Da Redação - Marianna Marimon
Ela se tornou uma lenda em Cuiabá. Mas é recorrente muitos duvidarem da veracidade da sua história, afinal, no século 19, uma mulher negra e escrava, que auxiliava a fuga dos outros escravos, parece ser ficção. Porque deixariam Mãe Bonifácia livre, enquanto todos os outros estavam encarcerados? A resposta quem dá é o historiador Aníbal Alencastro, que rememorou a história da negra escrava no livro “Cuiabá: histórias, crônicas e lendas”.
A história de Mãe Bonifácia marcou mesmo já no fim da sua vida. Aníbal conta que a velha negra e escrava parou de ser incomodada devido a idade avançada e ao deixarem de usar seus serviços, foi morar na saída para a Estrada da Guia, em um barracão em frente ao 44º Batalhão e também era ali que nascia o córrego, que viria a ter o mesmo nome “Mãe Bonifácia”.
Curandeira, africana, com um vasto conhecimento sobre as plantas. Mas, porque a sua história marcou tanto? A estátua que hoje se situa no parque que leva o nome da mãe negra, retrata bem a conduta de Mãe Bonifácia diante dos fracos e oprimidos. Ela curava os negros, os salvava da perseguição e os guiava pelo rio até o quilombo situado na mata densa, onde hoje se localiza o parque. A dor que ela sentia no peito, só podia ser esvaziada se pudesse salvar aqueles que passavam pelo mesmo sofrimento que ela: a privação da liberdade.
Quando havia revolta em Cuiabá, e os negros fugiam, era atrás da Mãe Bonifácia que iam em busca de auxílio, já que ela os escondia. A negra orientava os fugitivos a andarem pelo córrego para que os cães dos capitães do mato, não pudessem farejá-los. Com isso, Mãe Bonifácia os guiava mata adentro, até o quilombo (que depois originou o nome do Bairro do Quilombo).
Com relação aos questionamentos sobre a sua existência, Aníbal é categórico “sim, ela viveu aqui, sua história é real”. O pesquisador levantou a trajetória de Mãe Bonifácia a partir de familiares remanescentes de escravos, que até a década de 1950, os avós destes que residem atualmente, viviam no Despraiado e contavam a história da negra velha que ajudava os escravos. Os refugiados também chegaram a ser retratados em livro de Estevão de Mendonça.

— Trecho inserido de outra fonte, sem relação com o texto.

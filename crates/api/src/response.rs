//! Shared response envelope types for API handlers.
//!
//! All successful API responses use a `{ "data": ... }` envelope. Use
//! [`DataResponse`] instead of ad-hoc `serde_json::json!({ "data": ... })`
//! to get compile-time type safety and consistent serialization.

use serde::Serialize;

/// Standard `{ "data": T }` response envelope.
#[derive(Debug, Serialize)]
pub struct DataResponse<T: Serialize> {
    pub data: T,
}
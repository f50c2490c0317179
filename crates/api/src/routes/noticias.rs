//! Route definitions for noticias.

use axum::routing::{get, post};
use axum::Router;

use crate::handlers::{noticias, temas};
use crate::state::AppState;

/// Routes mounted at `/noticias`.
///
/// ```text
/// GET    /              -> list (published feed)
/// POST   /              -> create (auth)
/// GET    /search        -> search
/// GET    /{id}          -> get_by_id
/// PUT    /{id}          -> update (owner or admin)
/// DELETE /{id}          -> soft_delete (owner or admin)
/// POST   /{id}/restore  -> restore (admin)
/// GET    /{id}/temas    -> topic links
/// PUT    /{id}/temas    -> replace topic links (owner or admin)
/// ```
pub fn router() -> Router<AppState> {
    Router::new()
        .route("/", get(noticias::list).post(noticias::create))
        .route("/search", get(noticias::search))
        .route(
            "/{id}",
            get(noticias::get_by_id)
                .put(noticias::update)
                .delete(noticias::soft_delete),
        )
        .route("/{id}/restore", post(noticias::restore))
        .route(
            "/{id}/temas",
            get(temas::list_for_noticia).put(temas::set_for_noticia),
        )
}
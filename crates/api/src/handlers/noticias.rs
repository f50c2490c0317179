//! Handlers for the `/noticias` resource.
//!
//! Public readers only see published entries; the owner dashboard
//! (`/user/noticias`) also shows drafts. Mutations are owner-or-admin.

use axum::extract::{Path, Query, State};
use axum::http::StatusCode;
use axum::Json;
use tecnica_core::error::CoreError;
use tecnica_core::search::{
    clamp_limit, clamp_offset, DEFAULT_LIST_LIMIT, MAX_LIST_LIMIT,
};
use tecnica_core::types::DbId;
use tecnica_db::models::noticia::{CreateNoticia, Noticia, UpdateNoticia};
use tecnica_db::repositories::NoticiaRepo;
use validator::Validate;

use crate::error::{AppError, AppResult};
use crate::middleware::rbac::{ensure_owner_or_admin, RequireAdmin, RequireAuth};
use crate::query::{IncludeDeletedParams, PaginationParams, SearchParams};
use crate::response::DataResponse;
use crate::state::AppState;

/// GET /api/noticias?limit=&offset= -- published entries, newest first.
pub async fn list(
    State(state): State<AppState>,
    Query(params): Query<PaginationParams>,
) -> AppResult<Json<DataResponse<Vec<Noticia>>>> {
    let limit = clamp_limit(params.limit, DEFAULT_LIST_LIMIT, MAX_LIST_LIMIT);
    let offset = clamp_offset(params.offset);
    let noticias = NoticiaRepo::list_publicadas(&state.pool, limit, offset).await?;
    Ok(Json(DataResponse { data: noticias }))
}

/// GET /api/noticias/search?q=
pub async fn search(
    State(state): State<AppState>,
    Query(params): Query<SearchParams>,
) -> AppResult<Json<DataResponse<Vec<Noticia>>>> {
    let noticias = match params.q.as_deref().map(str::trim) {
        Some(term) if !term.is_empty() => NoticiaRepo::search(&state.pool, term).await?,
        _ => Vec::new(),
    };
    Ok(Json(DataResponse { data: noticias }))
}

/// GET /api/noticias/{id}
pub async fn get_by_id(
    State(state): State<AppState>,
    Path(id): Path<DbId>,
) -> AppResult<Json<DataResponse<Noticia>>> {
    let noticia = NoticiaRepo::find_by_id(&state.pool, id)
        .await?
        .ok_or(AppError::Core(CoreError::NotFound {
            entity: "Noticia",
            id,
        }))?;
    Ok(Json(DataResponse { data: noticia }))
}

/// POST /api/noticias (any authenticated user; actor stamped as owner)
pub async fn create(
    State(state): State<AppState>,
    RequireAuth(user): RequireAuth,
    Json(input): Json<CreateNoticia>,
) -> AppResult<(StatusCode, Json<DataResponse<Noticia>>)> {
    input.validate()?;
    let noticia = NoticiaRepo::create(&state.pool, &input, user.usuario_id).await?;
    Ok((StatusCode::CREATED, Json(DataResponse { data: noticia })))
}

/// PUT /api/noticias/{id} (owner or admin)
pub async fn update(
    State(state): State<AppState>,
    RequireAuth(user): RequireAuth,
    Path(id): Path<DbId>,
    Json(input): Json<UpdateNoticia>,
) -> AppResult<Json<DataResponse<Noticia>>> {
    let existing = NoticiaRepo::find_by_id(&state.pool, id)
        .await?
        .ok_or(AppError::Core(CoreError::NotFound {
            entity: "Noticia",
            id,
        }))?;
    ensure_owner_or_admin(&user, existing.created_by_uid)?;

    let noticia = NoticiaRepo::update(&state.pool, id, &input)
        .await?
        .ok_or(AppError::Core(CoreError::NotFound {
            entity: "Noticia",
            id,
        }))?;
    Ok(Json(DataResponse { data: noticia }))
}

/// DELETE /api/noticias/{id} (owner or admin, soft delete)
pub async fn soft_delete(
    State(state): State<AppState>,
    RequireAuth(user): RequireAuth,
    Path(id): Path<DbId>,
) -> AppResult<StatusCode> {
    let existing = NoticiaRepo::find_by_id(&state.pool, id)
        .await?
        .ok_or(AppError::Core(CoreError::NotFound {
            entity: "Noticia",
            id,
        }))?;
    ensure_owner_or_admin(&user, existing.created_by_uid)?;

    NoticiaRepo::soft_delete(&state.pool, id, user.usuario_id).await?;
    Ok(StatusCode::NO_CONTENT)
}

/// POST /api/noticias/{id}/restore (admin only)
pub async fn restore(
    State(state): State<AppState>,
    RequireAdmin(_admin): RequireAdmin,
    Path(id): Path<DbId>,
) -> AppResult<Json<DataResponse<Noticia>>> {
    let restored = NoticiaRepo::restore(&state.pool, id).await?;
    if !restored {
        return Err(AppError::Core(CoreError::NotFound {
            entity: "Noticia",
            id,
        }));
    }
    let noticia = NoticiaRepo::find_by_id(&state.pool, id)
        .await?
        .ok_or(AppError::Core(CoreError::NotFound {
            entity: "Noticia",
            id,
        }))?;
    Ok(Json(DataResponse { data: noticia }))
}

/// GET /api/user/noticias -- the caller's own rows, drafts included.
pub async fn list_mine(
    State(state): State<AppState>,
    RequireAuth(user): RequireAuth,
) -> AppResult<Json<DataResponse<Vec<Noticia>>>> {
    let noticias = NoticiaRepo::list_by_owner(&state.pool, user.usuario_id).await?;
    Ok(Json(DataResponse { data: noticias }))
}

/// GET /api/admin/noticias?includeDeleted= (admin only)
pub async fn list_admin(
    State(state): State<AppState>,
    RequireAdmin(_admin): RequireAdmin,
    Query(params): Query<IncludeDeletedParams>,
) -> AppResult<Json<DataResponse<Vec<Noticia>>>> {
    let noticias = NoticiaRepo::list(&state.pool, params.include_deleted).await?;
    Ok(Json(DataResponse { data: noticias }))
}
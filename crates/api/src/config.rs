use crate::auth::jwt::JwtConfig;

/// Server configuration loaded from environment variables.
///
/// All fields have sensible defaults suitable for local development.
/// In production, override via environment variables.
#[derive(Debug, Clone)]
pub struct ServerConfig {
    /// Bind address (default: `0.0.0.0`).
    pub host: String,
    /// Bind port (default: `3000`).
    pub port: u16,
    /// Allowed CORS origins, parsed from comma-separated `CORS_ORIGINS` env var.
    pub cors_origins: Vec<String>,
    /// HTTP request timeout in seconds (default: `30`).
    pub request_timeout_secs: u64,
    /// Graceful shutdown timeout in seconds (default: `30`).
    pub shutdown_timeout_secs: u64,
    /// Outbound Open Graph fetch timeout in seconds (default: `10`).
    pub og_fetch_timeout_secs: u64,
    /// JWT token configuration (secret, expiry durations).
    pub jwt: JwtConfig,
}

impl ServerConfig {
    /// Load configuration from environment variables with defaults.
    ///
    /// | Env Var                 | Default                    |
    /// |-------------------------|----------------------------|
    /// | `HOST`                  | `0.0.0.0`                  |
    /// | `PORT`                  | `3000`                     |
    /// | `CORS_ORIGINS`          | `http://localhost:5173`    |
    /// | `REQUEST_TIMEOUT_SECS`  | `30`                       |
    /// | `SHUTDOWN_TIMEOUT_SECS` | `30`                       |
    /// | `OG_FETCH_TIMEOUT_SECS` | `10`                       |
    pub fn from_env() -> Self {
        let host = std::env::var("HOST").unwrap_or_else(|_| "0.0.0.0".into());

        let port: u16 = std::env::var("PORT")
            .unwrap_or_else(|_| "3000".into())
            .parse()
            .expect("PORT must be a valid u16");

        let cors_origins: Vec<String> = std::env::var("CORS_ORIGINS")
            .unwrap_or_else(|_| "http://localhost:5173".into())
            .split(',')
            .map(|s| s.trim().to_string())
            .filter(|s| !s.is_empty())
            .collect();

        let request_timeout_secs: u64 = std::env::var("REQUEST_TIMEOUT_SECS")
            .unwrap_or_else(|_| "30".into())
            .parse()
            .expect("REQUEST_TIMEOUT_SECS must be a valid u64");

        let shutdown_timeout_secs: u64 = std::env::var("SHUTDOWN_TIMEOUT_SECS")
            .unwrap_or_else(|_| "30".into())
            .parse()
            .expect("SHUTDOWN_TIMEOUT_SECS must be a valid u64");

        let og_fetch_timeout_secs: u64 = std::env::var("OG_FETCH_TIMEOUT_SECS")
            .unwrap_or_else(|_| "10".into())
            .parse()
            .expect("OG_FETCH_TIMEOUT_SECS must be a valid u64");

        let jwt = JwtConfig::from_env();

        Self {
            host,
            port,
            cors_origins,
            request_timeout_secs,
            shutdown_timeout_secs,
            og_fetch_timeout_secs,
            jwt,
        }
    }
}
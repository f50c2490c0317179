//! JWT-based authentication extractor for Axum handlers.

use axum::extract::FromRequestParts;
use axum::http::request::Parts;
use tecnica_core::error::CoreError;
use tecnica_core::roles::ROLE_ADMIN;
use tecnica_core::types::DbId;

use crate::auth::jwt::validate_token;
use crate::error::AppError;
use crate::state::AppState;

/// Authenticated user extracted from a JWT Bearer token in the
/// `Authorization` header.
///
/// Use this as an extractor parameter in any handler that requires
/// authentication:
///
/// ```ignore
/// async fn my_handler(user: AuthUser) -> AppResult<Json<()>> {
///     tracing::info!(usuario_id = user.usuario_id, role = %user.role, "handling request");
///     Ok(Json(()))
/// }
/// ```
#[derive(Debug, Clone)]
pub struct AuthUser {
    /// The usuario's internal database id (from `claims.sub`).
    pub usuario_id: DbId,
    /// The resolved role name (`"admin"` or `"miembro"`).
    pub role: String,
}

impl AuthUser {
    /// Whether this user carries the admin role.
    pub fn is_admin(&self) -> bool {
        self.role == ROLE_ADMIN
    }
}

impl FromRequestParts<AppState> for AuthUser {
    type Rejection = AppError;

    async fn from_request_parts(
        parts: &mut Parts,
        state: &AppState,
    ) -> Result<Self, Self::Rejection> {
        let auth_header = parts
            .headers
            .get("authorization")
            .and_then(|v| v.to_str().ok())
            .ok_or_else(|| {
                AppError::Core(CoreError::Unauthorized(
                    "Missing Authorization header".into(),
                ))
            })?;

        let token = auth_header.strip_prefix("Bearer ").ok_or_else(|| {
            AppError::Core(CoreError::Unauthorized(
                "Invalid Authorization format. Expected: Bearer <token>".into(),
            ))
        })?;

        let claims = validate_token(token, &state.config.jwt).map_err(|_| {
            AppError::Core(CoreError::Unauthorized("Invalid or expired token".into()))
        })?;

        Ok(AuthUser {
            usuario_id: claims.sub,
            role: claims.role,
        })
    }
}
//! Handler for `GET /api/get-og-data`: Open Graph preview extraction.
//!
//! Fetches a caller-supplied URL (bounded by the configured timeout,
//! 10 seconds by default) and returns the page's Open Graph metadata for
//! link-type news previews.

use axum::extract::{Query, State};
use axum::http::StatusCode;
use axum::Json;
use serde::Deserialize;
use tecnica_core::opengraph::{extract_og_data, OgData};

use crate::error::{AppError, AppResult};
use crate::response::DataResponse;
use crate::state::AppState;

/// Query parameters for the OG endpoint.
#[derive(Debug, Deserialize)]
pub struct OgQuery {
    pub url: Option<String>,
}

/// GET /api/get-og-data?url=
///
/// - 400 when `url` is missing, unparsable, or not http(s)
/// - the upstream status when the fetch returns a non-success status
/// - 504 when the fetch exceeds the configured timeout
pub async fn get_og_data(
    State(state): State<AppState>,
    Query(params): Query<OgQuery>,
) -> AppResult<Json<DataResponse<OgData>>> {
    let raw = params
        .url
        .as_deref()
        .map(str::trim)
        .filter(|u| !u.is_empty())
        .ok_or_else(|| AppError::BadRequest("Missing url parameter".into()))?;

    let url = reqwest::Url::parse(raw)
        .map_err(|_| AppError::BadRequest("Invalid URL format".into()))?;
    if url.scheme() != "http" && url.scheme() != "https" {
        return Err(AppError::BadRequest("Invalid URL format".into()));
    }

    let response = state
        .http_client
        .get(url.clone())
        .send()
        .await
        .map_err(|e| {
            if e.is_timeout() {
                AppError::Upstream {
                    status: StatusCode::GATEWAY_TIMEOUT,
                    message: "Upstream fetch timed out".into(),
                }
            } else {
                AppError::Upstream {
                    status: StatusCode::BAD_GATEWAY,
                    message: format!("Upstream fetch failed: {e}"),
                }
            }
        })?;

    let upstream_status = response.status();
    if !upstream_status.is_success() {
        return Err(AppError::Upstream {
            status: StatusCode::from_u16(upstream_status.as_u16())
                .unwrap_or(StatusCode::BAD_GATEWAY),
            message: format!("Upstream returned status {upstream_status}"),
        });
    }

    let html = response.text().await.map_err(|e| AppError::Upstream {
        status: StatusCode::BAD_GATEWAY,
        message: format!("Failed to read upstream body: {e}"),
    })?;

    let data = extract_og_data(&html, url.as_str());
    Ok(Json(DataResponse { data }))
}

A Lei Áurea só foi aprovada em 1888, já no fim do século 19, quando Cuiabá era apenas a região do Centro, da Prainha, com o ouro a jorrar das águas, com a exploração do garimpo em pleno vapor e a exploração do trabalho escravo também. O ouro resplandecia mas, era preciso um olhar atento, para entrever que era também a ruína, a escuridão, a morte que espreitava os negros exauridos pelo trabalho árduo, pelas injustiças, surras, e ver seu corpo valer menos que a sua própria vida.
Os descendentes dos refugiados ainda estão na Estrada do Despraiado. Há um fundo de verdade sobre Mãe Bonifácia. Aníbal ressalta a importância de se manter viva a sua história e memória, “é a nossa raiz, os negros que fizeram Cuiabá em seus primórdios, com as minas de ouro e as mucamas nas casas dos patrões”.
O título de mãe é justamente por isto: por abraçar a desigualdade, romper com os padrões vigentes e abrigar em seu coração toda a dor humana. A estátua é a única representação que sobrou dos seus dias de vida. A mãe negra abraça o filho escravo, mas não é o sangue que a liga a todos os homens, é a sua alma, o seu coração que precisa estancar a dor e acalentar o choro, curar a diferença com amor, com solidariedade, com esperança. Sua história deve ser perpetuada como o único retrato que sobrou envolto em toda a lenda: a mão aberta, estendida, para salvar aqueles que eram expurgados da própria vida.
A mão estendida, o peito aberto e o amor de mãe foram o que a eternizou. E a sua lição é o que nos sobrou: amar independente de todas as adversidades e acreditar que através de nossas próprias mãos, um mundo melhor é possível, basta lutar.